Certamente se io provo questi sentimenti significa che essi sono umani, perché sono nato da donna e molti altri li avranno sentiti come me. E quand’anche fossi il solo a sentirli vorrei esprimerli lo stesso.

Domando soltanto cosa vi sia di straordinario che un uomo, le cui impressioni non siano state falsate dall’abitudine, si chieda vedendo una corrida di tori:

“Sì, sono feste splendide, e questo popolo ha il genio delle grandi pompe! Sì, questi uomini sono temerari, queste donne incantatrici e la gioia dei fanciulli è contagiosa. Sì, questi costumi sono brillanti, quest’arena immensa, questo sole radioso, questa folla entusiasmante e felice!

“Ma è tutto là? Queste grandi qualità sono dirette verso uno scopo che si possa approvare? Io rispondo di no”.

No, non è una buona cosa abituare i fanciulli a questi spettacoli, non è buono far loro toccare con le dita le viscere fumanti che sporcano la sabbia insanguinata.
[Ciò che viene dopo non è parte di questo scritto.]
//! Configuration validation.
//!
//! Serde handles syntax; this module checks semantics. Every problem is
//! reported, not just the first one.

use std::collections::HashSet;
use std::fmt;
use std::net::SocketAddr;
use url::Url;

use crate::config::schema::RelayConfig;

/// A single semantic problem in a configuration.
#[derive(Debug, Clone, PartialEq, Eq)]
pub struct ValidationError {
    /// Dotted path of the offending field.
    pub field: String,
    /// Human-readable description.
    pub message: String,
}

impl ValidationError {
    fn new(field: impl Into<String>, message: impl Into<String>) -> Self {
        Self {
            field: field.into(),
            message: message.into(),
        }
    }
}

impl fmt::Display for ValidationError {
    fn fmt(&self, f: &mut fmt::Formatter<'_>) -> fmt::Result {
        write!(f, "{}: {}", self.field, self.message)
    }
}

/// Validate a configuration, collecting all errors.
pub fn validate_config(config: &RelayConfig) -> Result<(), Vec<ValidationError>> {
    let mut errors = Vec::new();

    if config.listener.bind_address.parse::<SocketAddr>().is_err() {
        errors.push(ValidationError::new(
            "listener.bind_address",
            format!("'{}' is not a socket address", config.listener.bind_address),
        ));
    }

    if config.upstream.base_urls.is_empty() {
        errors.push(ValidationError::new(
            "upstream.base_urls",
            "at least one base URL is required",
        ));
    }

    let mut seen = HashSet::new();
    for (i, base_url) in config.upstream.base_urls.iter().enumerate() {
        let field = format!("upstream.base_urls[{}]", i);
        match Url::parse(base_url) {
            Ok(url) if url.scheme() == "http" || url.scheme() == "https" => {
                if url.cannot_be_a_base() || url.host().is_none() {
                    errors.push(ValidationError::new(field.clone(), "URL has no host"));
                }
            }
            Ok(url) => {
                errors.push(ValidationError::new(
                    field.clone(),
                    format!("unsupported scheme '{}'", url.scheme()),
                ));
            }
            Err(e) => {
                errors.push(ValidationError::new(field.clone(), format!("invalid URL: {}", e)));
            }
        }
        if !seen.insert(base_url.as_str()) {
            errors.push(ValidationError::new(field, format!("duplicate base URL '{}'", base_url)));
        }
    }

    if config.timeouts.attempt_secs == 0 {
        errors.push(ValidationError::new("timeouts.attempt_secs", "must be greater than 0"));
    }
    if config.timeouts.connect_secs == 0 {
        errors.push(ValidationError::new("timeouts.connect_secs", "must be greater than 0"));
    }

    if config.security.max_body_size == 0 {
        errors.push(ValidationError::new("security.max_body_size", "must be greater than 0"));
    }

    if config.observability.metrics_enabled
        && config.observability.metrics_address.parse::<SocketAddr>().is_err()
    {
        errors.push(ValidationError::new(
            "observability.metrics_address",
            format!("'{}' is not a socket address", config.observability.metrics_address),
        ));
    }

    if errors.is_empty() {
        Ok(())
    } else {
        Err(errors)
    }
}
L’odore del sangue inebria e questa ebbrezza è follia. Quando un uomo arriva a sacrificare un animale senza riflettere, senza rimorsi, si abitua ben presto a fare poco caso alla vita nel suo insieme. Colui che si è abituato a maneggiare la spada pesante troverà più tardi molto leggero il coltello nella propria mano.

Si dice che le corride dei tori mantengono l’energia del carattere spagnolo, la sua indomabile foga, l’odio potente contro ogni forma di dominio straniero che batté nel petto di Viriate e nelle donne di Saragozza l’indomita.
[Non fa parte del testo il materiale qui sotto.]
//! Response mapping.
//!
//! # Responsibilities
//! - Relay upstream success responses verbatim (status, content type, body)
//! - Map `RelayError` to the JSON error shapes clients see
//! - Keep internal failure detail in the logs, out of responses

use axum::{
    http::{header, StatusCode},
    response::{IntoResponse, Response},
    Json,
};
use serde_json::json;

use crate::relay::{RelayError, UpstreamResponse};

/// JSON `{"error": message}` with the given status.
pub fn error_response(status: StatusCode, message: &str) -> Response {
    (status, Json(json!({ "error": message }))).into_response()
}

impl IntoResponse for UpstreamResponse {
    fn into_response(self) -> Response {
        let mut response = (self.status, self.body).into_response();
        match self.content_type {
            Some(content_type) => {
                response.headers_mut().insert(header::CONTENT_TYPE, content_type);
            }
            None => {
                response.headers_mut().remove(header::CONTENT_TYPE);
            }
        }
        response
    }
}

impl IntoResponse for RelayError {
    fn into_response(self) -> Response {
        match self {
            RelayError::InvalidRequest(message) => error_response(StatusCode::BAD_REQUEST, message),
            RelayError::Exhausted { attempts } => (
                StatusCode::BAD_GATEWAY,
                Json(json!({
                    "error": "All base URLs failed",
                    "attempts": attempts,
                })),
            )
                .into_response(),
            other => {
                tracing::error!(error = %other, "Relay request failed");
                error_response(StatusCode::INTERNAL_SERVER_ERROR, "Internal server error")
            }
        }
    }
}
Non è così. Ne passa tra l’audacia vanitosa di un istrione da circo e il freddo coraggio, l’eterna resistenza di un Pelagio o di un Padilla.
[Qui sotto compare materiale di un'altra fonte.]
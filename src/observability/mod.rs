//! Observability subsystem.
//!
//! # Data Flow
//! ```text
//! All subsystems produce:
//!     → logging.rs (structured log events via tracing)
//!     → metrics.rs (counters, histograms via the metrics facade)
//!
//! Consumers:
//!     → stdout (pretty or JSON lines)
//!     → Prometheus scrape endpoint (optional)
//! ```
//!
//! # Design Decisions
//! - Request ID (`x-request-id`) attached to every request span
//! - Metrics are cheap and silently dropped when no exporter is installed

pub mod logging;
pub mod metrics;
//! Record fetch: paginated custom-object records.
//!
//! Upstream expects `GET /api/customObjects/{objectKey}/records?limit=1000`
//! with a JSON body carrying the continuation token. reqwest's generic
//! `request` builder attaches the body even though the verb is GET.

use reqwest::header::ACCEPT;
use reqwest::{Method, RequestBuilder, StatusCode};
use serde::Serialize;
use serde_json::Value;
use url::Url;

use crate::relay::error::{RelayError, RelayResult};
use crate::relay::payload::non_empty_str;
use crate::relay::{RelayOperation, API_KEY_HEADER};

/// Page size requested from upstream.
pub const PAGE_LIMIT: u32 = 1000;

/// A validated record fetch.
#[derive(Debug, Clone, PartialEq, Eq)]
pub struct RecordFetch {
    pub api_key: String,
    pub object_key: String,
    pub continuation_token: String,
}

#[derive(Serialize)]
#[serde(rename_all = "camelCase")]
struct RecordFetchBody<'a> {
    continuation_token: &'a str,
}

impl RecordFetch {
    /// Extract the fetch from a client payload.
    pub fn from_payload(payload: &Value) -> RelayResult<Self> {
        let (Some(api_key), Some(object_key)) = (
            non_empty_str(payload, "apiKey"),
            non_empty_str(payload, "objectKey"),
        ) else {
            return Err(RelayError::InvalidRequest("apiKey and objectKey are required"));
        };
        // URL normalization drops dot segments, which would change the endpoint.
        if matches!(object_key, "." | "..") {
            return Err(RelayError::InvalidRequest("objectKey must not be '.' or '..'"));
        }

        let continuation_token = payload
            .get("continuationToken")
            .and_then(Value::as_str)
            .unwrap_or_default();

        Ok(Self {
            api_key: api_key.to_string(),
            object_key: object_key.to_string(),
            continuation_token: continuation_token.to_string(),
        })
    }

    /// Upstream URL for `base_url`, with the object key as one encoded segment.
    pub fn endpoint(&self, base_url: &str) -> Result<Url, url::ParseError> {
        let mut url = Url::parse(base_url)?;
        url.path_segments_mut()
            .map_err(|_| url::ParseError::RelativeUrlWithoutBase)?
            .pop_if_empty()
            .extend(["api", "customObjects", self.object_key.as_str(), "records"]);
        url.set_query(Some(&format!("limit={}", PAGE_LIMIT)));
        Ok(url)
    }
}

impl RelayOperation for RecordFetch {
    fn name(&self) -> &'static str {
        "records"
    }

    fn request(&self, client: &reqwest::Client, base_url: &str) -> Result<RequestBuilder, url::ParseError> {
        let url = self.endpoint(base_url)?;
        Ok(client
            .request(Method::GET, url)
            .header(API_KEY_HEADER, self.api_key.as_str())
            .header(ACCEPT, "application/json")
            .json(&RecordFetchBody {
                continuation_token: &self.continuation_token,
            }))
    }

    /// Only an exact 200 counts.
    fn is_success(&self, status: StatusCode) -> bool {
        status == StatusCode::OK
    }
}
//! HTTP protocol handling subsystem.
//!
//! # Data Flow
//! ```text
//! TCP connection
//!     → server.rs (Axum setup, middleware stack)
//!     → middleware/cors.rs (OPTIONS short-circuit, CORS headers on everything)
//!     → handlers.rs (POST /api/records, POST /api/contact/list)
//!         → relay::Relay (failover across upstream hosts)
//!     → static_files.rs (GET /*, JSON 404 otherwise)
//!     → response.rs (verbatim upstream response or JSON error)
//!     → Send to client
//! ```

pub mod handlers;
pub mod middleware;
pub mod response;
pub mod server;
pub mod static_files;

pub use server::{AppState, HttpServer, X_REQUEST_ID};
Il primo sa a che cosa si espone, conosce il terreno dove cammina. Il colpo che dà oggi lo riporterà domani e se è abile nell’arte di uccidere, morirà tranquillamente nel suo letto. I secondi, al contrario, affrontano ogni giorno nuovi pericoli; le ferite, la disgrazia e l’assassinio li seguono; la loro testa è messa in gioco nella ruota della Fortuna la cui rotazione dà le vertigini, che alza, abbassa e scortica tutto ciò che trascina.

E poi chi sarebbe così stupido da paragonare l’uomo salariato che uccide animali che non gli hanno fatto nulla a colui che combatte per il proprio paese oppresso?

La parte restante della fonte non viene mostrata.